Мы пошли по направлению к Финляндскому вокзалу и набрели на нарядного малыша, который при всем параде на естественном сиденье скатывался с горки. (Когда я про картинку «Поп и Балда» спросил Ангела: «Где поп?», — он робко показал на собственную попу.) А этот маленький денди его возмутил: «Как ему только разрешают?!» — «Ты бы тоже так хотел?» — поддразнил я. «Нет!!» — гневно ответил он. Бог ты мой, какой же он был милый, все надивиться на него не могли, какой он все принимающий и всему верящий! И за что же на него все это свалилось, свалилась его вечно страдающая, вечно неутоленная душа, заставившая в конце концов его именно лучшее в себе презирать, считать порядочность и доброту трусостью?.. Тоже чистоплюйство? Если в чем-то не все правда, значит, все ложь?
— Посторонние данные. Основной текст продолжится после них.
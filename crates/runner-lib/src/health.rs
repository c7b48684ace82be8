//! Health of the run's metric sources
//!
//! Every telemetry source and the disk-delta metric end the run with a
//! [`ComponentHealth`]; the summary reports them all, degraded ones
//! included, and derives the overall status from them.

use serde::{Deserialize, Serialize};

/// Health status of a component
#[derive(Debug, Clone, Copy, PartialEq, Eq, Serialize, Deserialize)]
#[serde(rename_all = "lowercase")]
pub enum ComponentStatus {
    /// Produced a complete result
    Healthy,
    /// Produced a result, but with missing or suspect input
    Degraded,
    /// Produced no usable result
    Unhealthy,
}

impl ComponentStatus {
    /// Returns true if the component produced at least a partial result
    pub fn is_operational(&self) -> bool {
        matches!(self, ComponentStatus::Healthy | ComponentStatus::Degraded)
    }
}

impl std::fmt::Display for ComponentStatus {
    fn fmt(&self, f: &mut std::fmt::Formatter<'_>) -> std::fmt::Result {
        match self {
            ComponentStatus::Healthy => write!(f, "healthy"),
            ComponentStatus::Degraded => write!(f, "degraded"),
            ComponentStatus::Unhealthy => write!(f, "unhealthy"),
        }
    }
}

/// Information about a component's health
#[derive(Debug, Clone, PartialEq, Eq, Serialize, Deserialize)]
pub struct ComponentHealth {
    pub status: ComponentStatus,
    #[serde(skip_serializing_if = "Option::is_none")]
    pub message: Option<String>,
    pub last_check_timestamp: i64,
}

impl ComponentHealth {
    pub fn healthy() -> Self {
        Self {
            status: ComponentStatus::Healthy,
            message: None,
            last_check_timestamp: chrono::Utc::now().timestamp(),
        }
    }

    pub fn degraded(message: impl Into<String>) -> Self {
        Self {
            status: ComponentStatus::Degraded,
            message: Some(message.into()),
            last_check_timestamp: chrono::Utc::now().timestamp(),
        }
    }

    pub fn unhealthy(message: impl Into<String>) -> Self {
        Self {
            status: ComponentStatus::Unhealthy,
            message: Some(message.into()),
            last_check_timestamp: chrono::Utc::now().timestamp(),
        }
    }

    pub fn is_healthy(&self) -> bool {
        self.status == ComponentStatus::Healthy
    }
}

/// Compute overall status from component statuses
pub fn compute_status<'a>(components: impl IntoIterator<Item = &'a ComponentHealth>) -> ComponentStatus {
    let mut has_degraded = false;

    for health in components {
        match health.status {
            ComponentStatus::Unhealthy => return ComponentStatus::Unhealthy,
            ComponentStatus::Degraded => has_degraded = true,
            ComponentStatus::Healthy => {}
        }
    }

    if has_degraded {
        ComponentStatus::Degraded
    } else {
        ComponentStatus::Healthy
    }
}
Зато, когда пару лет назад я напомнил ему о потрясении Катюши Масловой — в ее душе совершился страшный переворот: она перестала верить в добро, — он с удивлением признал: «Гениально». Он откликался всему, что высказывалось от чистого сердца. За что на него свалилось это осатанелое неприятие мира? Не думал, что докачусь до таких идиотских вопросов. За что сваливается кирпич на голову? За что вулканы пожирают целые города? Ни за что, так мир устроен. Не признавать же, что именно мою брезгливость ко всему нечистому он усвоил и удесятерил, утысячерил.